Stored items
= = =
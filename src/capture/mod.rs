//! Capture artifacts emitted to the host application.

use base64::engine::general_purpose;
use base64::Engine as _;
use chrono::{DateTime, Utc};
use serde::{Deserialize, Serialize};

use crate::protocol::TabId;
use crate::router::context::TabContext;

/// What kind of evidence a capture produced.
#[derive(Debug, Clone, Copy, PartialEq, Eq, Serialize, Deserialize)]
#[serde(rename_all = "snake_case")]
pub enum CaptureKind {
    Screenshot,
    Video,
}

impl CaptureKind {
    pub fn default_mime_type(&self) -> &'static str {
        match self {
            CaptureKind::Screenshot => "image/png",
            CaptureKind::Video => "video/webm",
        }
    }

    fn file_prefix(&self) -> &'static str {
        match self {
            CaptureKind::Screenshot => "screenshot",
            CaptureKind::Video => "recording",
        }
    }

    fn file_extension(&self) -> &'static str {
        match self {
            CaptureKind::Screenshot => "png",
            CaptureKind::Video => "webm",
        }
    }
}

/// A finished capture, tagged with the tab's armed context when one
/// exists. The host uploads the artifact and associates it with the
/// execution identifiers; this crate never persists anything.
#[derive(Debug, Clone, Serialize, Deserialize)]
#[serde(rename_all = "camelCase")]
pub struct CaptureResult {
    pub kind: CaptureKind,
    pub tab_id: TabId,
    /// Base64-encoded payload, inline.
    pub artifact: String,
    pub mime_type: String,
    pub file_name: String,
    pub timestamp: DateTime<Utc>,
    #[serde(default, skip_serializing_if = "Option::is_none")]
    pub context: Option<TabContext>,
}

/// Encode raw capture bytes for transport across context boundaries.
pub fn encode_artifact(bytes: &[u8]) -> String {
    general_purpose::STANDARD.encode(bytes)
}

/// Timestamp-based artifact filename, e.g. `recording-20260806-141502.webm`.
pub fn capture_file_name(kind: CaptureKind, at: DateTime<Utc>) -> String {
    format!(
        "{}-{}.{}",
        kind.file_prefix(),
        at.format("%Y%m%d-%H%M%S"),
        kind.file_extension()
    )
}
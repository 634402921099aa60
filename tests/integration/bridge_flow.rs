//! Page bridge behavior against the full stack: correlation, listener
//! hygiene, and installation detection with and without an extension.

#[path = "../common/mod.rs"]
mod common;

use std::sync::Arc;
use std::time::Duration;

use common::{fast_config, launch_rig, ORIGIN};
use stepshot::{BridgeError, Command, PageBridge, PageBus};

#[tokio::test]
async fn detection_and_sequential_calls_keep_listener_baseline() {
    let rig = launch_rig(7);
    tokio::time::sleep(Duration::from_millis(5)).await;
    let baseline = rig.bus.listener_count();

    assert!(rig.bridge.detect_extension_installed().await);
    assert_eq!(rig.bus.listener_count(), baseline);

    for _ in 0..3 {
        let response = rig.bridge.call(Command::Ping {}).await.unwrap();
        assert_eq!(response["installed"], true);
        assert_eq!(rig.bus.listener_count(), baseline);
    }
}

#[tokio::test]
async fn absent_extension_times_out_and_detection_reads_false() {
    // A page with no relay at all: just a window and a bridge.
    let bus = PageBus::new(ORIGIN);
    let bridge = PageBridge::new(Arc::clone(&bus), &fast_config());

    assert!(!bridge.detect_extension_installed().await);

    let err = bridge
        .issue(Command::GetActiveTabContext {}, Duration::from_millis(60))
        .await
        .unwrap_err();
    assert!(matches!(err, BridgeError::Timeout(_)));

    // Timed-out calls left no listener behind.
    assert_eq!(bus.listener_count(), 0);
}

#[tokio::test]
async fn torn_down_extension_leaves_callers_to_their_timeouts() {
    let rig = launch_rig(7);
    assert!(rig.bridge.detect_extension_installed().await);

    rig.core.shutdown();
    tokio::time::sleep(Duration::from_millis(10)).await;

    let err = rig
        .bridge
        .issue(Command::Ping {}, Duration::from_millis(60))
        .await
        .unwrap_err();
    assert!(matches!(err, BridgeError::Timeout(_)));
    assert!(!rig.bridge.detect_extension_installed().await);
}
//! Path utilities for stepshot data directories

use std::path::PathBuf;
use std::sync::OnceLock;

/// Global storage for a custom data directory path
static DATA_DIR: OnceLock<PathBuf> = OnceLock::new();

/// Initialize the data directory with an optional custom path.
/// Must be called early in main() before any other path functions are
/// used. If custom_path is None, uses the default ~/.stepshot location.
pub fn init_data_dir(custom_path: Option<PathBuf>) {
    let path = custom_path.unwrap_or_else(default_data_dir);
    if DATA_DIR.set(path.clone()).is_err() {
        let existing = DATA_DIR
            .get()
            .map(|p| p.display().to_string())
            .unwrap_or_else(|| "<unknown>".to_string());
        tracing::debug!(
            path = %path.display(),
            existing = %existing,
            "Data directory already initialized"
        );
    }
}

/// Get the default data directory path (~/.stepshot)
fn default_data_dir() -> PathBuf {
    dirs::home_dir()
        .map(|h| h.join(".stepshot"))
        .unwrap_or_else(|| PathBuf::from(".stepshot"))
}

/// Get the base stepshot data directory.
/// Returns the custom path if set via init_data_dir(), otherwise
/// ~/.stepshot
pub fn data_dir() -> PathBuf {
    DATA_DIR.get().cloned().unwrap_or_else(default_data_dir)
}

/// Get the config file path (~/.stepshot/config.toml)
pub fn config_path() -> PathBuf {
    data_dir().join("config.toml")
}

/// Get the logs directory (~/.stepshot/logs)
pub fn logs_dir() -> PathBuf {
    data_dir().join("logs")
}

/// Get the default log file path (~/.stepshot/logs/stepshot.log)
pub fn log_file_path() -> PathBuf {
    logs_dir().join("stepshot.log")
}
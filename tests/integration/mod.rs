pub mod bridge_flow;
pub mod capture_flow;
pub mod relay_security;
//! Device detail side panel and its document export.

use askama::Template;
use axum::extract::{Path, State};
use axum::http::header;
use axum::response::{IntoResponse, Response};

use zabdash_app::export;
use zabdash_app::ports::{IconLibrary, MonitoringApi};
use zabdash_domain::error::DashError;

use super::{
    DashboardError, DashboardTemplate, DetailPanelTemplate, PanelView, load_snapshot,
    parse_host_id,
};
use crate::session::PageSession;
use crate::state::AppState;

/// `GET /devices/{hostid}` — the grid with the device's detail panel open.
///
/// A failed detail fetch still renders the page, with the panel saying the
/// details are unavailable.
pub async fn detail<M, I>(
    State(state): State<AppState<M, I>>,
    PageSession(token): PageSession,
    Path(hostid): Path<String>,
) -> Result<DashboardTemplate, DashboardError>
where
    M: MonitoringApi + 'static,
    I: IconLibrary + 'static,
{
    let host_id = parse_host_id(&hostid)?;
    let snapshot = load_snapshot(&state, &token).await?;
    let triggers = snapshot
        .as_ref()
        .and_then(|snapshot| snapshot.card(&host_id))
        .and_then(|card| card.triggers.as_ref());

    let html = match state
        .device_service
        .detail_panel(&token, &host_id, triggers)
        .await
    {
        Ok(panel) => Some(DetailPanelTemplate::new(panel).render()?),
        Err(DashError::Unauthorized) => return Err(DashboardError::Unauthorized),
        Err(err) => {
            tracing::warn!(host_id = %host_id, error = %err, "failed to fetch device detail");
            None
        }
    };

    Ok(DashboardTemplate::new(
        state.poller.interval(),
        snapshot.as_deref(),
        Some(PanelView {
            host_id: host_id.to_string(),
            html,
        }),
    ))
}

/// `GET /devices/{hostid}/export` — the panel as a `DeviceData.doc` download.
pub async fn export<M, I>(
    State(state): State<AppState<M, I>>,
    PageSession(token): PageSession,
    Path(hostid): Path<String>,
) -> Result<Response, DashboardError>
where
    M: MonitoringApi + 'static,
    I: IconLibrary + 'static,
{
    let host_id = parse_host_id(&hostid)?;
    let snapshot = load_snapshot(&state, &token).await?;
    let triggers = snapshot
        .as_ref()
        .and_then(|snapshot| snapshot.card(&host_id))
        .and_then(|card| card.triggers.as_ref());

    let panel = state
        .device_service
        .detail_panel(&token, &host_id, triggers)
        .await?;
    let html = DetailPanelTemplate::new(panel).render()?;
    tracing::info!(host_id = %host_id, "exporting device details");

    Ok((
        [
            (header::CONTENT_TYPE, export::CONTENT_TYPE.to_string()),
            (
                header::CONTENT_DISPOSITION,
                format!("attachment; filename=\"{}\"", export::FILE_NAME),
            ),
        ],
        export::export_panel(&html),
    )
        .into_response())
}
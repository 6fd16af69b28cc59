//! Zabbix connection configuration.

use std::fmt;

use serde::Deserialize;

/// Configuration for the Zabbix JSON-RPC client.
#[derive(Clone, Deserialize)]
#[serde(default)]
pub struct ZabbixConfig {
    /// Full URL of `api_jsonrpc.php`.
    pub url: String,
    /// HTTP basic-auth user for a proxy in front of the frontend.
    pub basic_auth_user: Option<String>,
    /// HTTP basic-auth password, used only with `basic_auth_user`.
    pub basic_auth_password: Option<String>,
    /// Per-request timeout in seconds.
    pub timeout_secs: u64,
}

impl Default for ZabbixConfig {
    fn default() -> Self {
        Self {
            url: "http://127.0.0.1/zabbix/api_jsonrpc.php".to_string(),
            basic_auth_user: None,
            basic_auth_password: None,
            timeout_secs: 10,
        }
    }
}

impl fmt::Debug for ZabbixConfig {
    fn fmt(&self, f: &mut fmt::Formatter<'_>) -> fmt::Result {
        f.debug_struct("ZabbixConfig")
            .field("url", &self.url)
            .field("basic_auth_user", &self.basic_auth_user)
            .field(
                "basic_auth_password",
                &self.basic_auth_password.as_ref().map(|_| "<redacted>"),
            )
            .field("timeout_secs", &self.timeout_secs)
            .finish()
    }
}
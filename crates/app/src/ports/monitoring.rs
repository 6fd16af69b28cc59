//! Monitoring port — everything the dashboard needs from the monitoring server.

use std::future::Future;

use zabdash_domain::auth::{AuthToken, Credentials};
use zabdash_domain::detail::DeviceDetail;
use zabdash_domain::device::Device;
use zabdash_domain::error::DashError;
use zabdash_domain::id::HostId;
use zabdash_domain::trigger::Trigger;

/// Read access to a monitoring server, authenticated by a session token.
///
/// Implementations map transport and protocol failures to
/// [`DashError::Upstream`] and rejected sessions or credentials to
/// [`DashError::Unauthorized`].
pub trait MonitoringApi: Send + Sync {
    /// Exchange credentials for a session token.
    fn login(
        &self,
        credentials: &Credentials,
    ) -> impl Future<Output = Result<AuthToken, DashError>> + Send;

    /// List every host visible to the session, with interfaces and groups.
    fn devices(
        &self,
        token: &AuthToken,
    ) -> impl Future<Output = Result<Vec<Device>, DashError>> + Send;

    /// Triggers currently in problem state for one host.
    ///
    /// A host without problems yields an empty list, never an error.
    fn triggers(
        &self,
        token: &AuthToken,
        host_id: &HostId,
    ) -> impl Future<Output = Result<Vec<Trigger>, DashError>> + Send;

    /// Memory, CPU, disk and system information for one host.
    fn device_detail(
        &self,
        token: &AuthToken,
        host_id: &HostId,
    ) -> impl Future<Output = Result<DeviceDetail, DashError>> + Send;
}
//! Device Detail Record — the richer, on-demand view of one device.

use serde::{Deserialize, Serialize};

/// Bytes per gibibyte.
const GIB: f64 = 1024.0 * 1024.0 * 1024.0;

/// Detailed metrics for one host, fetched only when the user opens it.
///
/// Every field is optional: the server only reports the items the host's
/// template collects, and unparsable values are dropped.
#[derive(Debug, Clone, PartialEq, Eq, Default, Serialize, Deserialize)]
#[serde(rename_all = "camelCase")]
pub struct DeviceDetail {
    #[serde(rename = "hostid", skip_serializing_if = "Option::is_none")]
    pub host_id: Option<String>,
    #[serde(skip_serializing_if = "Option::is_none")]
    pub host: Option<String>,
    #[serde(skip_serializing_if = "Option::is_none")]
    pub host_name: Option<String>,
    #[serde(skip_serializing_if = "Option::is_none")]
    pub system_information: Option<String>,
    #[serde(skip_serializing_if = "Option::is_none")]
    pub total_memory: Option<String>,
    #[serde(skip_serializing_if = "Option::is_none")]
    pub available_memory: Option<String>,
    #[serde(skip_serializing_if = "Option::is_none")]
    pub cpu_idle_time: Option<String>,
    #[serde(skip_serializing_if = "Option::is_none")]
    pub total_swap_space: Option<String>,
    #[serde(skip_serializing_if = "Option::is_none")]
    pub used_disk_space: Option<String>,
    #[serde(skip_serializing_if = "Option::is_none")]
    pub total_disk_space: Option<String>,
    #[serde(skip_serializing_if = "Option::is_none")]
    pub free_disk_space: Option<String>,
}

/// Format a byte count reported as text into gibibytes, e.g. `"3.75GB"`.
///
/// Returns `None` when the input is not a number.
#[must_use]
pub fn format_gib(bytes: &str) -> Option<String> {
    let bytes: f64 = bytes.trim().parse().ok()?;
    if !bytes.is_finite() {
        return None;
    }
    Some(format!("{:.2}GB", bytes / GIB))
}

#[cfg(test)]
mod tests {
    use super::*;

    #[test]
    fn should_format_bytes_as_gib_with_two_decimals() {
        assert_eq!(format_gib("4026531840").as_deref(), Some("3.75GB"));
        assert_eq!(format_gib("0").as_deref(), Some("0.00GB"));
    }

    #[test]
    fn should_return_none_for_non_numeric_bytes() {
        assert_eq!(format_gib(""), None);
        assert_eq!(format_gib("lots"), None);
        assert_eq!(format_gib("inf"), None);
    }

    #[test]
    fn should_serialize_camel_case_and_skip_missing_fields() {
        let detail = DeviceDetail {
            host_name: Some("web-01".to_string()),
            cpu_idle_time: Some("97.5".to_string()),
            ..DeviceDetail::default()
        };
        let json = serde_json::to_value(&detail).unwrap();
        assert_eq!(json["hostName"], "web-01");
        assert_eq!(json["cpuIdleTime"], "97.5");
        assert!(json.get("totalMemory").is_none());
    }
}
= = =
### EXERCISE DIRECTIONS
Where does the word "Ping" occur in the records? Return every line that holds it.

### OUTPUT
        let response = rig.bridge.call(Command::Ping {}).await.unwrap();
        .issue(Command::Ping {}, Duration::from_millis(60))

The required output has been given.